Action item: Once you reach the line containing "repository ddb376169b86e9e1" in the entries below, write out that line and each one after it down to the line containing "impl Lerp for Color", exactly and with nothing added.

(Saved data entries)
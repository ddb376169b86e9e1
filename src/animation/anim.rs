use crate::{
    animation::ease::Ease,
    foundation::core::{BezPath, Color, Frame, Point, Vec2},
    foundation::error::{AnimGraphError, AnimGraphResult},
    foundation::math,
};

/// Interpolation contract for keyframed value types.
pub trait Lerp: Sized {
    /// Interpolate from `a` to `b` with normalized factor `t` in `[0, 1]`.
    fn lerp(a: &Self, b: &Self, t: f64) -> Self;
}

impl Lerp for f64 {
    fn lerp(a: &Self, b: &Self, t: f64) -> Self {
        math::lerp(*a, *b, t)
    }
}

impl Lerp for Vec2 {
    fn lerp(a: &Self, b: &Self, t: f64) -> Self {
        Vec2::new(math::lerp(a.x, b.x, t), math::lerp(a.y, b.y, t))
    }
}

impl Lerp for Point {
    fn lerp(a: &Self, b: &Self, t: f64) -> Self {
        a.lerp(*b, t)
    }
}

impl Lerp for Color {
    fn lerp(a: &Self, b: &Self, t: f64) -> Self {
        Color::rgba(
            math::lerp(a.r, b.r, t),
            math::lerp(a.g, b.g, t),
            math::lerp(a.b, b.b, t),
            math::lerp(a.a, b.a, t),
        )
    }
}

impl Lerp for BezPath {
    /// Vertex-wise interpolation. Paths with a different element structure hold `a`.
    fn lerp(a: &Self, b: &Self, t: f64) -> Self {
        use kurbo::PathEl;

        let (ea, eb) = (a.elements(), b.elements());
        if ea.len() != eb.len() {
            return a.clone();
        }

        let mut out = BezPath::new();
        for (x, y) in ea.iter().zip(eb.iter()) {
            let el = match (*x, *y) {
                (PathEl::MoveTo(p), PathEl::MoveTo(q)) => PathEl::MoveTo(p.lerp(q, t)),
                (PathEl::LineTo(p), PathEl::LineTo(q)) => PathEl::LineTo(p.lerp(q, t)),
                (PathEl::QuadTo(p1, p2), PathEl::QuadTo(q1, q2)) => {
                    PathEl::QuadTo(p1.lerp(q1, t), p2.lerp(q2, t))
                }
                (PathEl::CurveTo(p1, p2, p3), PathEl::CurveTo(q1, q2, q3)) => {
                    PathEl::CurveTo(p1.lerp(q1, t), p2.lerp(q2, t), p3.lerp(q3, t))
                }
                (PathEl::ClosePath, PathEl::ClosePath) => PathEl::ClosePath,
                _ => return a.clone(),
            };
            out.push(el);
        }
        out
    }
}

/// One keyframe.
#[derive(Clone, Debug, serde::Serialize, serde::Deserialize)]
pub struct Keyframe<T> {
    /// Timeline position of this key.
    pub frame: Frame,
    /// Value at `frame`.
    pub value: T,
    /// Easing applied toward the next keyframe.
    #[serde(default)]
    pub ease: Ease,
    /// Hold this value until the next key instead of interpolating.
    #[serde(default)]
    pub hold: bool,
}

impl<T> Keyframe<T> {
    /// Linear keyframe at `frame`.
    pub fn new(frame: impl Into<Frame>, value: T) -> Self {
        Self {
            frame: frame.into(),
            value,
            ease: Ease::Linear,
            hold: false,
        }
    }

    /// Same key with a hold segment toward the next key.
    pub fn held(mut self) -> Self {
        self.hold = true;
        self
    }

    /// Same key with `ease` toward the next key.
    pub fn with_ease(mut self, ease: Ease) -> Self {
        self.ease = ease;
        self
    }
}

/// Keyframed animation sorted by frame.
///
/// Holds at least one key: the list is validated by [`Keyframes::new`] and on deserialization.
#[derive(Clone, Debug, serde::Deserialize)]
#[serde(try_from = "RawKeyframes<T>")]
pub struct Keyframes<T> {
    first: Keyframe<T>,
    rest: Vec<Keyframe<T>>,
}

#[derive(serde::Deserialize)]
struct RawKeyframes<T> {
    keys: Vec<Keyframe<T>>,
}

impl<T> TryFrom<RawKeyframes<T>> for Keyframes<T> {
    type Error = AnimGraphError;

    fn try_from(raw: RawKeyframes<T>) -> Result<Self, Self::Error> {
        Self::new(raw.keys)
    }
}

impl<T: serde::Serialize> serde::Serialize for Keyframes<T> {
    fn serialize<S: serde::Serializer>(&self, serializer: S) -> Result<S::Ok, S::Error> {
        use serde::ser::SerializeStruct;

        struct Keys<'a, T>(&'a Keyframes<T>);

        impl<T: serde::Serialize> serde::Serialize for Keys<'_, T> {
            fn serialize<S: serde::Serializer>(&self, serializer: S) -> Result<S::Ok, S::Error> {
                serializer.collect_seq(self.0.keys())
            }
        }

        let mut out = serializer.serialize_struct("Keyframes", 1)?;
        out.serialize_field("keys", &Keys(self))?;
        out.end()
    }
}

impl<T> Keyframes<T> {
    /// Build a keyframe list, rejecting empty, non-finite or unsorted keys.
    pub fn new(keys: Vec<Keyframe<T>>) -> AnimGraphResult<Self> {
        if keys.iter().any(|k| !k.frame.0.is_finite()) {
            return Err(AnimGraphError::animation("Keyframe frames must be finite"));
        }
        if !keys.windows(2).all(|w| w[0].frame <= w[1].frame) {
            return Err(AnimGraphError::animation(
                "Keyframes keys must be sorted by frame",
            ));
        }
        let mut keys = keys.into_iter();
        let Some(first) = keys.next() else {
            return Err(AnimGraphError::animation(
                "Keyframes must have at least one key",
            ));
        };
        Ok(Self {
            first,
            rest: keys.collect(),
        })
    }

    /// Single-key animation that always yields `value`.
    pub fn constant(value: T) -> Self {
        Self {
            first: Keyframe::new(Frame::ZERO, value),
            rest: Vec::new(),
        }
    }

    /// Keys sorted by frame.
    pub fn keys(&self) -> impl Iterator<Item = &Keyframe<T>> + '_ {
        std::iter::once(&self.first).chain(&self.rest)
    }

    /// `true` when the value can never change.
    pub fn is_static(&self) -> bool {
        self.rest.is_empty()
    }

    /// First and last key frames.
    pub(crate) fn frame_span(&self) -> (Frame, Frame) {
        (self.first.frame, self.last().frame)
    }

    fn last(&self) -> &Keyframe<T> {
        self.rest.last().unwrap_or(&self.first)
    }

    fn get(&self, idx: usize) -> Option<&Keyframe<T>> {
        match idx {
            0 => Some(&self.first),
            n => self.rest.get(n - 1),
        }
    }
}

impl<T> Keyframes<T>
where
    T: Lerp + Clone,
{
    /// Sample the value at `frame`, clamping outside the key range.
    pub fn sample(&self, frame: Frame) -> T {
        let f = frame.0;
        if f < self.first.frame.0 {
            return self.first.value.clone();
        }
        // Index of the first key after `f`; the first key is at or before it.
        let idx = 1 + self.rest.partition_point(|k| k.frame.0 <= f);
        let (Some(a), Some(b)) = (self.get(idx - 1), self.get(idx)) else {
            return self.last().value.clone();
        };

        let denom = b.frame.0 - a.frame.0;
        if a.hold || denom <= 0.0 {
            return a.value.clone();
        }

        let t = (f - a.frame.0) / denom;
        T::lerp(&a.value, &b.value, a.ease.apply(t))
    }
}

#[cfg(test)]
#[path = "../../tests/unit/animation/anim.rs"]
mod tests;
---
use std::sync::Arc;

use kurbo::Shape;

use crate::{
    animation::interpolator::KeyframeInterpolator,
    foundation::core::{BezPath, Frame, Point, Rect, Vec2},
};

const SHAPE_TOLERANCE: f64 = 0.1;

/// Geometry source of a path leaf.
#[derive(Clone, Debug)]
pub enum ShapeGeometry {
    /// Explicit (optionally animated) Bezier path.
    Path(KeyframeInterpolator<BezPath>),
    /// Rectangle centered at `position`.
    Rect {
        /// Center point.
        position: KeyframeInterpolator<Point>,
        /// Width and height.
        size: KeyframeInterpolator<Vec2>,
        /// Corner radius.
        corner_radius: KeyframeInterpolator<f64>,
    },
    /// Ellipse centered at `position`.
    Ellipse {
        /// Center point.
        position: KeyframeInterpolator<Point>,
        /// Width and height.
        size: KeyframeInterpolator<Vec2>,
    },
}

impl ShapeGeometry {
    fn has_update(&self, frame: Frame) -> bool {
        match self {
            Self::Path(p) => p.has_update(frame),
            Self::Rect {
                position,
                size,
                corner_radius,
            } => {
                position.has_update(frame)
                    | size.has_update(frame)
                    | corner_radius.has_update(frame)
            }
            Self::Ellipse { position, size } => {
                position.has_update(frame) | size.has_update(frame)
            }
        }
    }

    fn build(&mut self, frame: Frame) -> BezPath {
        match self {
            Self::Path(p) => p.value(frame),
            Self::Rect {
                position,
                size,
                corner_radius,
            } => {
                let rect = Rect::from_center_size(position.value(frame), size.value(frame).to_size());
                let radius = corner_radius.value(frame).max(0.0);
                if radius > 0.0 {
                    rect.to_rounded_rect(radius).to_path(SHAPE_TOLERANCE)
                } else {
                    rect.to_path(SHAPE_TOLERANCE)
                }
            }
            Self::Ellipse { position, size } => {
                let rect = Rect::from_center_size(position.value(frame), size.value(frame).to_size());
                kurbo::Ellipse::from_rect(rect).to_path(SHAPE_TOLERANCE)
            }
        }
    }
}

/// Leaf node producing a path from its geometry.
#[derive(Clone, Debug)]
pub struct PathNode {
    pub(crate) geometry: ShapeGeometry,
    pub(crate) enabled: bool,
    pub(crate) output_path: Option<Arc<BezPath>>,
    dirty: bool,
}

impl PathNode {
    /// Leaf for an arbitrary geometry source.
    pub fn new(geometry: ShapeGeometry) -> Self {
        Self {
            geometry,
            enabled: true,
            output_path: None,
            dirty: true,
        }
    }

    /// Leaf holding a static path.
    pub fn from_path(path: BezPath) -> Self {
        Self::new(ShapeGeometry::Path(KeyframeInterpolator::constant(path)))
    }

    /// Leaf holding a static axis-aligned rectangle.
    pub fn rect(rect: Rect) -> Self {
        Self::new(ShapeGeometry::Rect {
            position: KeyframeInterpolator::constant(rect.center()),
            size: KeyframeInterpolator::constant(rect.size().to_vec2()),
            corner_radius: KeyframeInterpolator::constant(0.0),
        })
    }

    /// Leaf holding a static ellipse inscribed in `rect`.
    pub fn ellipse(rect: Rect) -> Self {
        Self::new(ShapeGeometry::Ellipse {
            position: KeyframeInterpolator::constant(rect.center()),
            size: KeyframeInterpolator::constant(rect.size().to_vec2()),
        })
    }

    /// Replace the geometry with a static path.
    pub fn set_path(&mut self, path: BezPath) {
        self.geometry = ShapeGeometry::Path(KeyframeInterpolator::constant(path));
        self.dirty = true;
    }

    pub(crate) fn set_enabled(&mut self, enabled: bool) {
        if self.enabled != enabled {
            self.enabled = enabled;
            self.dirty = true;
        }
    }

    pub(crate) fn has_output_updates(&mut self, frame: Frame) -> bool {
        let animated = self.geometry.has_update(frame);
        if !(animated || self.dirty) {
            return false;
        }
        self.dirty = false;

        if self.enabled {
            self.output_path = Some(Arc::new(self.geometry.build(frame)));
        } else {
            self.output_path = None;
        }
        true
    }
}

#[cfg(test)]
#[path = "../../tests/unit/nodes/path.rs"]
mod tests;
--
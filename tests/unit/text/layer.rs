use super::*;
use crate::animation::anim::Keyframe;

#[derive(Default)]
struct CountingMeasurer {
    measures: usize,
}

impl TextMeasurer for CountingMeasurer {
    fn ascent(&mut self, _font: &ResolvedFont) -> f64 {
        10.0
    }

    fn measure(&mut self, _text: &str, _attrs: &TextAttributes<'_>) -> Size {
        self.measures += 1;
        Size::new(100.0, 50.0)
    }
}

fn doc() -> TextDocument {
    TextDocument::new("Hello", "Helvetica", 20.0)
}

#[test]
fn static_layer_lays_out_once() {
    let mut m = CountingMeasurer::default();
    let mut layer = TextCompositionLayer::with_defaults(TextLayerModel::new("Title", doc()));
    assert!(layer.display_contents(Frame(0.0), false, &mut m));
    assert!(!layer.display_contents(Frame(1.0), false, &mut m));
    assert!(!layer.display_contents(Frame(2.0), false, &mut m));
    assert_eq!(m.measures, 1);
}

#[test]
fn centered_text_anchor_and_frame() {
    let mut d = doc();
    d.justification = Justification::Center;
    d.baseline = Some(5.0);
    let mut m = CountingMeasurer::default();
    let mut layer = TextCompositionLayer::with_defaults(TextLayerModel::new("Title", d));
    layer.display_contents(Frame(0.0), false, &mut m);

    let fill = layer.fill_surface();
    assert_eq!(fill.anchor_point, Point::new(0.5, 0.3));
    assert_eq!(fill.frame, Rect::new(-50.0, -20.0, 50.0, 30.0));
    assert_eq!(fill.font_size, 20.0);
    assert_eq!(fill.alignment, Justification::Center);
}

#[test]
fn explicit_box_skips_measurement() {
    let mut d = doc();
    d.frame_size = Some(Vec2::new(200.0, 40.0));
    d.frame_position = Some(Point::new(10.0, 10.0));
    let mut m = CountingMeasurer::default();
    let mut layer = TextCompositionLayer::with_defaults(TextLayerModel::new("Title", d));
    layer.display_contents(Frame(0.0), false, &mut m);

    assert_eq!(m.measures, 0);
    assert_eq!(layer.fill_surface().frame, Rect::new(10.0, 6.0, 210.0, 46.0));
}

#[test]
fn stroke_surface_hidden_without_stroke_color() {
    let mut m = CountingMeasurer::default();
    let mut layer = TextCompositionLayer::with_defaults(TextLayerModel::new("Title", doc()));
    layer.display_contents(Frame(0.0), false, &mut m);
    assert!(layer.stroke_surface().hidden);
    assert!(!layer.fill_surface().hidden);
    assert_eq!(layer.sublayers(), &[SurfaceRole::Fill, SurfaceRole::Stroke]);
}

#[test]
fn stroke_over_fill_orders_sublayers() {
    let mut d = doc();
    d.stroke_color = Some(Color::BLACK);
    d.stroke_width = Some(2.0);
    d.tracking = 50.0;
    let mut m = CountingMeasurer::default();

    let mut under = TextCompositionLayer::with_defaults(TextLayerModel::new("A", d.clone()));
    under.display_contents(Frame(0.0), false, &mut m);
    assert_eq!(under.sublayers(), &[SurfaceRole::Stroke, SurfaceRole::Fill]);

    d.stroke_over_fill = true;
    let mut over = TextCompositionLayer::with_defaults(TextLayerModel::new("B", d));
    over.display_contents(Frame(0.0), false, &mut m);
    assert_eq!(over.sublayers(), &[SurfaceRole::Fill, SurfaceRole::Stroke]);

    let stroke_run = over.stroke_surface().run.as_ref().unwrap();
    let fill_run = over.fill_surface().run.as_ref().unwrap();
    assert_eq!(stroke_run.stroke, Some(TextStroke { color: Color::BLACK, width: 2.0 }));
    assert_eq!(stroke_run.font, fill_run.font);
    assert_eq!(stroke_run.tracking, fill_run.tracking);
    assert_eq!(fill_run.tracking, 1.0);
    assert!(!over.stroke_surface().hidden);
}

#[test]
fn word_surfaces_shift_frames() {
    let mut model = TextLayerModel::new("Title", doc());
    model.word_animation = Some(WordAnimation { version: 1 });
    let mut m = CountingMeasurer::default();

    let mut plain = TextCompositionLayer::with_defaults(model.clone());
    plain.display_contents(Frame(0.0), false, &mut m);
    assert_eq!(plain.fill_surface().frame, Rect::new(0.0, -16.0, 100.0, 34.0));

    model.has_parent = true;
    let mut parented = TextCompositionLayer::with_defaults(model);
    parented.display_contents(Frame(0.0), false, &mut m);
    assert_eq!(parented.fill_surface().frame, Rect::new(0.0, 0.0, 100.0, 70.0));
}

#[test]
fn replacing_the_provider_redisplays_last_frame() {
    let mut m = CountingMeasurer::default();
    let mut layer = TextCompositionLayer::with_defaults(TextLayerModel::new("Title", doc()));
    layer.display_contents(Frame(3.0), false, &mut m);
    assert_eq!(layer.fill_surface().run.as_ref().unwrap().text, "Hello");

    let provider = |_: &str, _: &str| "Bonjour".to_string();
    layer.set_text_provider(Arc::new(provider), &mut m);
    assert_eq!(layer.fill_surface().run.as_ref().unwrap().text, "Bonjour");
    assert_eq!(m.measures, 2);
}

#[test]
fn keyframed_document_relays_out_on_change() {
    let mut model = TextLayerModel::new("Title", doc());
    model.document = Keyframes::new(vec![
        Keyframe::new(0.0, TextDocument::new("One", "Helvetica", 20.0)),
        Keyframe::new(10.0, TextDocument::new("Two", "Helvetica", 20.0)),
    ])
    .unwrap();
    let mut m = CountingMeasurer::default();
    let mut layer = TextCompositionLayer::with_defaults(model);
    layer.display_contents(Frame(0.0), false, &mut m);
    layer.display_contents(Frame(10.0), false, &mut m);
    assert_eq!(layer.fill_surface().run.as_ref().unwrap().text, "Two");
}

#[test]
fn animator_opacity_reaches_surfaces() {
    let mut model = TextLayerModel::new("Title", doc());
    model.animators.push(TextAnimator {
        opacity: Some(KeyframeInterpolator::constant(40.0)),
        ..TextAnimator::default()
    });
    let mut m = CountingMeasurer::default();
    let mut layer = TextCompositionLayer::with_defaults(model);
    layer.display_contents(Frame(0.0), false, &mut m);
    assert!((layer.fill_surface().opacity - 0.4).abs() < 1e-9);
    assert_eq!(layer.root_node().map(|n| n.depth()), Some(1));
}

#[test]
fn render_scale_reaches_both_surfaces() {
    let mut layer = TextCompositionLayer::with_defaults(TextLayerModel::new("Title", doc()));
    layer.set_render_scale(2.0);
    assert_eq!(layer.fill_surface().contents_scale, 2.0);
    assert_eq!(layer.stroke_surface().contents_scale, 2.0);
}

Exercise response:
repository ddb376169b86e9e1
filename src/animation/anim.rs
use crate::{
    animation::ease::Ease,
    foundation::core::{BezPath, Color, Frame, Point, Vec2},
    foundation::error::{AnimGraphError, AnimGraphResult},
    foundation::math,
};

/// Interpolation contract for keyframed value types.
pub trait Lerp: Sized {
    /// Interpolate from `a` to `b` with normalized factor `t` in `[0, 1]`.
    fn lerp(a: &Self, b: &Self, t: f64) -> Self;
}

impl Lerp for f64 {
    fn lerp(a: &Self, b: &Self, t: f64) -> Self {
        math::lerp(*a, *b, t)
    }
}

impl Lerp for Vec2 {
    fn lerp(a: &Self, b: &Self, t: f64) -> Self {
        Vec2::new(math::lerp(a.x, b.x, t), math::lerp(a.y, b.y, t))
    }
}

impl Lerp for Point {
    fn lerp(a: &Self, b: &Self, t: f64) -> Self {
        a.lerp(*b, t)
    }
}

impl Lerp for Color {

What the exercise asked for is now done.